The Sierra de Santiago fire on Wednesday night.

A total of 1,100 people in at least 14 communities of the Sierra de Santiago region of Nuevo León were evacuated from their homes overnight Wednesday after 90 kilometer-per-hour wind gusts refueled a 10-day wildfire that has already consumed more than 8,000 hectares of land.

Nuevo León Civil Protection officials had announced on Monday that the wildfire was 70% under control. But by Tuesday, high winds associated with cold front No. 44 and drought conditions reinvigorated the blaze, which began getting dangerously close to homes in the area on Wednesday.

Residents in communities in the blaze’s path who have not yet been evacuated are preparing for the possibility of leaving on their own, the newspaper Reforma reported.

Emergency authorities began at first by evacuating 80 people from the community of San Isidro yesterday evening. However, later into the night, as the fire advanced, authorities began evacuating larger numbers of people.

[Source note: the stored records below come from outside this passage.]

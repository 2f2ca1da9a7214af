use axum::{
    middleware,
    routing::{get, post, put},
    Router,
};
use tower_http::{
    cors::{Any, CorsLayer},
    services::{ServeDir, ServeFile},
    trace::TraceLayer,
};
use tower_sessions::{MemoryStore, SessionManagerLayer};

use crate::handlers;
use crate::middleware::auth_layer;
use crate::state::AppState;

pub mod health;

/// Create the main router
pub fn create_router(state: AppState) -> Router {
    // Session store (in-memory for now)
    let session_store = MemoryStore::default();
    let session_layer = SessionManagerLayer::new(session_store)
        .with_secure(false) // Set to true in production with HTTPS
        .with_http_only(true);

    // CORS configuration
    let cors = CorsLayer::new()
        .allow_origin(Any)
        .allow_methods(Any)
        .allow_headers(Any);

    // API routes
    let api_routes = Router::new()
        // Health check
        .route("/health", get(health::health_check))
        // Auth routes
        .route("/login", post(handlers::auth::login))
        .route("/logout", post(handlers::auth::logout))
        .route("/me", get(handlers::auth::me))
        // Student routes
        .route(
            "/students",
            get(handlers::student::list_students).post(handlers::student::create_student),
        )
        .route("/students/promote", post(handlers::student::promote_students))
        .route(
            "/students/:id",
            put(handlers::student::update_student).delete(handlers::student::delete_student),
        )
        // Department routes
        .route(
            "/departments",
            get(handlers::department::list_departments)
                .post(handlers::department::create_department),
        )
        .route(
            "/departments/:id",
            put(handlers::department::update_department)
                .delete(handlers::department::delete_department),
        )
        // Section routes
        .route(
            "/sections",
            get(handlers::section::list_sections).post(handlers::section::create_section),
        )
        .route(
            "/sections/:id",
            put(handlers::section::update_section).delete(handlers::section::delete_section),
        )
        // Alumni routes
        .route(
            "/alumni",
            get(handlers::alumni::list_alumni).post(handlers::alumni::create_alumni),
        )
        .route(
            "/alumni/:id",
            put(handlers::alumni::update_alumni).delete(handlers::alumni::delete_alumni),
        )
        // User routes
        .route(
            "/users",
            get(handlers::user::list_users).post(handlers::user::create_user),
        )
        .route(
            "/users/:id",
            put(handlers::user::update_user).delete(handlers::user::delete_user),
        )
        // Attendance history routes
        .route(
            "/attendance/history",
            get(handlers::history::list_history).post(handlers::history::record_report),
        )
        .route(
            "/attendance/history/:id",
            get(handlers::history::get_history).delete(handlers::history::delete_history),
        );

    // Static file service for frontend
    // Serves the built UI, falls back to index.html for SPA routing
    let static_dir = state.config.static_dir.clone();
    let index_file = format!("{}/index.html", static_dir);
    let serve_dir = ServeDir::new(&static_dir).not_found_service(ServeFile::new(&index_file));

    Router::new()
        .nest("/api", api_routes)
        .fallback_service(serve_dir)
        .layer(middleware::from_fn_with_state(state.clone(), auth_layer))
        .layer(session_layer)
        .layer(TraceLayer::new_for_http())
        .layer(cors)
        .with_state(state)
}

The gusts also forced firefighters to discontinue on Wednesday afternoon their efforts to extinguish the fire by helicopter.

The fire began in Arteaga, Coahuila, on March 16 and has extended over the border into Nuevo León, where authorities already have had to evacuate 400 residents in the municipality of Galeana as well as people from 19 other communities in a different part of the Sierra de Santiago.

Nuevo León firefighters have been battling four other wildfires in the state simultaneously.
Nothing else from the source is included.